Um yeah….so that happened this weekend. Technically I wasn’t last, I finished 30 minutes before Clint who had an injured foot and a 20ish year old girl with bad knees, and then about an hour before a 50-something and 3 60+ year olds….so by all accounts I was pretty much last. Granted those running the trail marathon had only had 4 finishers and I was a good 45 minutes before the first 50K finisher (those races did have an hour head start on me) so I’m just thinking that all those cheering people at the finish line just assumed like I was finishing the marathon and not the 15 mile trail race….
It just wasn’t my day. Some days are good running days and some days just don’t go well, and some are just horrible. Saturday was one of those days. My last two long training runs of 10 and 12 miles felt great even better than ever before, which never happens, usually I feel terrible for one of them. And I felt good and rested, ate well, and did all my training runs and felt ready. However less than a mile into the race my legs felt like concrete and that’s always a bad sign. And they never really got over it. Granted it didn’t help that we were basically going straight uphill. And by uphill I mean UPHILL.

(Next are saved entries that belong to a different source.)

#[cfg(test)]
mod tests {
    use super::*;
    use crate::imaging::backend::tests::{MockBackend, RecordedOp};
    use crate::test_helpers::{create_test_jpeg, test_config, write_dummy_sources};
    use std::fs;
    use std::sync::mpsc;
    use tempfile::TempDir;

    fn overlay_outputs(backend: &MockBackend) -> Vec<String> {
        let mut outputs: Vec<String> = backend
            .overlays()
            .into_iter()
            .filter_map(|op| match op {
                RecordedOp::Overlay { output, .. } => Some(output),
                _ => None,
            })
            .collect();
        outputs.sort();
        outputs
    }

    // =========================================================================
    // Mock backend tests
    // =========================================================================

    #[test]
    fn run_creates_nested_output_dir() {
        let tmp = TempDir::new().unwrap();
        let mut config = test_config(tmp.path());
        config.output_dir = tmp.path().join("deep/nested/out");
        write_dummy_sources(&config.source_dir, &["a.jpg"]);

        let backend = MockBackend::with_dimensions(&[("a.jpg", 800, 600)]);
        run_with_backend(&backend, &config, true, None).unwrap();

        assert!(config.output_dir.is_dir());
    }

    #[test]
    fn run_watermarks_only_matching_files() {
        let tmp = TempDir::new().unwrap();
        let config = test_config(tmp.path());
        write_dummy_sources(&config.source_dir, &["a.jpg", "b.jpg", "c.png", "notes.txt"]);

        let backend = MockBackend::with_dimensions(&[("a.jpg", 800, 600), ("b.jpg", 1900, 1000)]);
        let result = run_with_backend(&backend, &config, true, None).unwrap();

        assert_eq!(result.files.len(), 2);
        assert_eq!(
            overlay_outputs(&backend),
            vec![
                config.output_dir.join("a.jpg").to_string_lossy().to_string(),
                config.output_dir.join("b.jpg").to_string_lossy().to_string(),
            ]
        );
    }

    #[test]
    fn run_output_name_equals_input_name() {
        let tmp = TempDir::new().unwrap();
        let config = test_config(tmp.path());
        write_dummy_sources(&config.source_dir, &["001-dawn.jpg"]);

        let backend = MockBackend::with_dimensions(&[("001-dawn.jpg", 800, 600)]);
        let result = run_with_backend(&backend, &config, true, None).unwrap();

        let file = &result.files[0];
        assert_eq!(file.source.file_name(), file.output.file_name());
        assert_eq!(file.output.parent(), Some(config.output_dir.as_path()));
    }

    #[test]
    fn run_passes_config_style_to_backend() {
        let tmp = TempDir::new().unwrap();
        let mut config = test_config(tmp.path());
        config.text = "X".into();
        config.color = [9, 8, 7];
        write_dummy_sources(&config.source_dir, &["big.jpg"]);

        let backend = MockBackend::with_dimensions(&[("big.jpg", 1900, 1000)]);
        let result = run_with_backend(&backend, &config, true, None).unwrap();

        let placement = result.files[0].placement.unwrap();
        assert_eq!(placement.font_size, 50);
        assert!(matches!(
            &backend.overlays()[0],
            RecordedOp::Overlay { text, color: [9, 8, 7], font_size: 50, .. } if text == "X"
        ));
    }

    #[test]
    fn run_missing_source_dir_fails_and_writes_nothing() {
        let tmp = TempDir::new().unwrap();
        let mut config = test_config(tmp.path());
        config.source_dir = tmp.path().join("does-not-exist");

        let backend = MockBackend::new();
        let result = run_with_backend(&backend, &config, true, None);

        assert!(matches!(result, Err(ProcessError::Scan(ScanError::NotFound(_)))));
        assert!(backend.get_operations().is_empty());
        assert_eq!(fs::read_dir(&config.output_dir).unwrap().count(), 0);
    }

    #[test]
    fn run_rejects_output_equal_to_source() {
        let tmp = TempDir::new().unwrap();
        let mut config = test_config(tmp.path());
        write_dummy_sources(&config.source_dir, &["a.jpg"]);
        config.output_dir = config.source_dir.join(".");

        let backend = MockBackend::with_dimensions(&[("a.jpg", 800, 600)]);
        let result = run_with_backend(&backend, &config, true, None);

        assert!(matches!(result, Err(ProcessError::OutputIsSource(_))));
        assert!(backend.get_operations().is_empty());
    }

    #[test]
    fn run_fails_fast_on_backend_error() {
        let tmp = TempDir::new().unwrap();
        let config = test_config(tmp.path());
        write_dummy_sources(&config.source_dir, &["a.jpg", "b.jpg"]);

        // No dimensions for b.jpg → identify fails
        let backend = MockBackend::with_dimensions(&[("a.jpg", 800, 600)]);
        let result = run_with_backend(&backend, &config, true, None);

        assert!(matches!(result, Err(ProcessError::Imaging(_))));
        // Manifest is only written after a clean run
        assert!(!cache::manifest_path(&config.output_dir).exists());
    }

    #[test]
    fn run_skips_unchanged_files_on_second_run() {
        let tmp = TempDir::new().unwrap();
        let config = test_config(tmp.path());
        write_dummy_sources(&config.source_dir, &["a.jpg"]);
        // The mock does not write files; stand in for the first run's output
        fs::create_dir_all(&config.output_dir).unwrap();
        fs::write(config.output_dir.join("a.jpg"), b"signed").unwrap();

        let first = MockBackend::with_dimensions(&[("a.jpg", 800, 600)]);
        let result = run_with_backend(&first, &config, true, None).unwrap();
        assert_eq!(result.cache_stats, CacheStats { hits: 0, misses: 1 });

        let second = MockBackend::with_dimensions(&[("a.jpg", 800, 600)]);
        let result = run_with_backend(&second, &config, true, None).unwrap();
        assert_eq!(result.cache_stats, CacheStats { hits: 1, misses: 0 });
        assert_eq!(result.files[0].status, FileStatus::Cached);
        assert!(second.get_operations().is_empty());
    }

    #[test]
    fn run_reencodes_when_text_changes() {
        let tmp = TempDir::new().unwrap();
        let mut config = test_config(tmp.path());
        write_dummy_sources(&config.source_dir, &["a.jpg"]);
        fs::create_dir_all(&config.output_dir).unwrap();
        fs::write(config.output_dir.join("a.jpg"), b"signed").unwrap();

        let backend = MockBackend::with_dimensions(&[("a.jpg", 800, 600)]);
        run_with_backend(&backend, &config, true, None).unwrap();

        config.text = "Someone Else".into();
        let backend = MockBackend::with_dimensions(&[("a.jpg", 800, 600)]);
        let result = run_with_backend(&backend, &config, true, None).unwrap();
        assert_eq!(result.cache_stats.misses, 1);
        assert_eq!(backend.overlays().len(), 1);
    }

    #[test]
    fn run_without_cache_reencodes_everything() {
        let tmp = TempDir::new().unwrap();
        let config = test_config(tmp.path());
        write_dummy_sources(&config.source_dir, &["a.jpg"]);
        fs::create_dir_all(&config.output_dir).unwrap();
        fs::write(config.output_dir.join("a.jpg"), b"signed").unwrap();

        let backend = MockBackend::with_dimensions(&[("a.jpg", 800, 600)]);
        run_with_backend(&backend, &config, true, None).unwrap();

        let backend = MockBackend::with_dimensions(&[("a.jpg", 800, 600)]);
        let result = run_with_backend(&backend, &config, false, None).unwrap();
        assert_eq!(result.cache_stats, CacheStats { hits: 0, misses: 1 });
    }

    #[test]
    fn run_without_cache_does_not_leave_a_manifest() {
        let tmp = TempDir::new().unwrap();
        let config = test_config(tmp.path());
        write_dummy_sources(&config.source_dir, &["a.jpg"]);
        fs::create_dir_all(&config.output_dir).unwrap();
        fs::write(config.output_dir.join("a.jpg"), b"signed").unwrap();

        let backend = MockBackend::with_dimensions(&[("a.jpg", 800, 600)]);
        run_with_backend(&backend, &config, true, None).unwrap();
        assert!(cache::manifest_path(&config.output_dir).exists());

        let backend = MockBackend::with_dimensions(&[("a.jpg", 800, 600)]);
        let result = run_with_backend(&backend, &config, false, None).unwrap();
        assert!(result.files[0].source_hash.is_none());
        assert!(!cache::manifest_path(&config.output_dir).exists());
    }

    #[test]
    fn run_drops_manifest_entries_for_removed_sources() {
        let tmp = TempDir::new().unwrap();
        let config = test_config(tmp.path());
        write_dummy_sources(&config.source_dir, &["a.jpg", "b.jpg"]);

        let backend = MockBackend::with_dimensions(&[("a.jpg", 800, 600), ("b.jpg", 800, 600)]);
        run_with_backend(&backend, &config, true, None).unwrap();
        let manifest = CacheManifest::load(&config.output_dir);
        assert_eq!(manifest.entries.len(), 2);

        fs::remove_file(config.source_dir.join("b.jpg")).unwrap();
        let backend = MockBackend::with_dimensions(&[("a.jpg", 800, 600)]);
        run_with_backend(&backend, &config, true, None).unwrap();

        let manifest = CacheManifest::load(&config.output_dir);
        let names: Vec<&String> = manifest.entries.keys().collect();
        assert_eq!(names, vec!["a.jpg"]);
    }

    #[test]
    fn run_reports_progress_events() {
        let tmp = TempDir::new().unwrap();
        let config = test_config(tmp.path());
        write_dummy_sources(&config.source_dir, &["a.jpg", "b.jpg"]);

        let backend = MockBackend::with_dimensions(&[("a.jpg", 800, 600), ("b.jpg", 400, 300)]);
        let (tx, rx) = mpsc::channel();
        run_with_backend(&backend, &config, true, Some(tx)).unwrap();
        let events: Vec<ProcessEvent> = rx.iter().collect();

        assert_eq!(events.len(), 3);
        assert!(matches!(&events[0], ProcessEvent::Started { file_count: 2, .. }));
        let mut watermarked: Vec<(usize, String, u32)> = events[1..]
            .iter()
            .filter_map(|e| match e {
                ProcessEvent::FileWatermarked {
                    index,
                    file_name,
                    placement,
                } => Some((*index, file_name.clone(), placement.font_size)),
                _ => None,
            })
            .collect();
        watermarked.sort();
        assert_eq!(
            watermarked,
            vec![(1, "a.jpg".to_string(), 25), (2, "b.jpg".to_string(), 6)]
        );
    }

    #[test]
    fn run_empty_source_dir_succeeds() {
        let tmp = TempDir::new().unwrap();
        let config = test_config(tmp.path());
        fs::create_dir_all(&config.source_dir).unwrap();

        let result = run_with_backend(&MockBackend::new(), &config, true, None).unwrap();
        assert!(result.files.is_empty());
        assert_eq!(result.cache_stats.total(), 0);
    }

    // =========================================================================
    // Real backend
    // =========================================================================

    #[test]
    fn run_with_bundled_font_writes_outputs() {
        let tmp = TempDir::new().unwrap();
        let config = test_config(tmp.path());
        fs::create_dir_all(&config.source_dir).unwrap();
        create_test_jpeg(&config.source_dir.join("photo.jpg"), 640, 480);

        let result = run(&config, true, None).unwrap();

        let output = config.output_dir.join("photo.jpg");
        assert!(output.exists());
        assert_eq!(image::image_dimensions(&output).unwrap(), (640, 480));
        assert_eq!(result.files[0].placement.unwrap().font_size, 16);
    }

    #[test]
    fn run_with_missing_font_file_fails_before_writing() {
        let tmp = TempDir::new().unwrap();
        let mut config = test_config(tmp.path());
        config.font_path = Some(tmp.path().join("missing.ttf"));
        fs::create_dir_all(&config.source_dir).unwrap();
        create_test_jpeg(&config.source_dir.join("photo.jpg"), 640, 480);

        let result = run(&config, true, None);
        assert!(matches!(result, Err(ProcessError::Font(_))));
        assert!(!config.output_dir.join("photo.jpg").exists());
    }

    #[test]
    fn output_file_name_is_base_name() {
        assert_eq!(output_file_name(Path::new("/a/b/c.jpg")), "c.jpg");
    }
}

I told the really nice guy at the aide station (whose wife had cooked nutella cookies for racers-if you ever need a reason to do a trail race, the aide stations are reason enough) at mile 5.7 that I think my legs forgot that they were suppose to run a race that day. I knew a couple miles before that we were bringing up the rear of the pack as I could see no runners behind Clint who was a bit behind me. Luckily at that point in the race we joined up with the marathoners and the 50K runners who were at that point some 13 or 17 miles into their runs plus they had started an hour earlier….but at least I knew that meant that people would be running up behind me and along side me from then on. That actually kind of helped.
The downhills that followed also helped as did the amazing views. And really if one is going to do a trail run the views and the chance to be outside in nature is really the reason. Granted the aide stations are amazing…but when I train I don’t eat nutella cookies, M&Ms, pretzels, PB&J sandwiches, skittles, potato chips, or oreos….so I’m not real eager to try them mid race. Although Saturday I’m not sure anything could have made me any worse. Maybe I just need to work an aide station….problem is that I would then eat all the goodies which is probably frowned upon. But back to the views. I forgot to take many photos along the way, but it was gorgeous.
I may have said some choice words at a couple of the big climbs but I trudged up them and then back down and eventually made my way back to the start/finish line. I was all smiles as I crossed and then headed back out to wait for Clint to finish. I had felt and known the nagging and accusing voice about how poorly I did and kept stuffing that down for quite awhile after the race but it kind of reared its ugly head in the evening. As someone who struggles with a lot of self doubt and WAY too much self critical thoughts finishing basically last adds a lot of fuel to those fires. I even asked out loud “why do I even try?”. Why do I spend hours running, loose sleep and time from other things, feel myself get faster and stronger, only to fail miserably?
I kind of had to let those questions and doubts and self loathing hang in the air for a bit….but I also knew that they would ultimately destroy me and so I had to either face them head on or stuff them and allow them to eat me from the inside.
And so why do I run? I run because its what keeps me semi-normal. Between 5 kids and my work where I literally balance life and death in my hands and decisions I need something that lets me just let go and go. I run to worship, I can get out and see the beautiful creation that God has made and just enjoy and soak it in….whether its a summer sunrise or the crunch of fresh snow under my shoes in the frosty air. I run because I have a healthy body and legs that work and I know and see and care for many that don’t have that or have had that taken from them to early in life and I know that we don’t know the number of our days and so I want to make my days the best that I can (with a couple marshmallows thrown in…).
And so yes, I came in last or very nearly last Saturday and I see it as kind of a T in the road….do I continue to run or do I walk away from all this forever? Choosing to run again and sign up for another race or even just maintaining where I’m at means ignoring those voices of doubt and self destruction that I often listen to, and instead choosing to forge ahead. It does mean working a little harder on my training plans for next year…while I had the miles and thought I had good hill runs I need more HILL runs. And also understanding and knowing that everyone has off days and days where their legs and bodies just don’t come together despite everything that they do….some days our legs just forget to show up for a race. And someone always comes in last. This weekend it was me…and so I’m going to learn from this and grow from this…..and I already have my eyes set on a race for the spring to help me get there.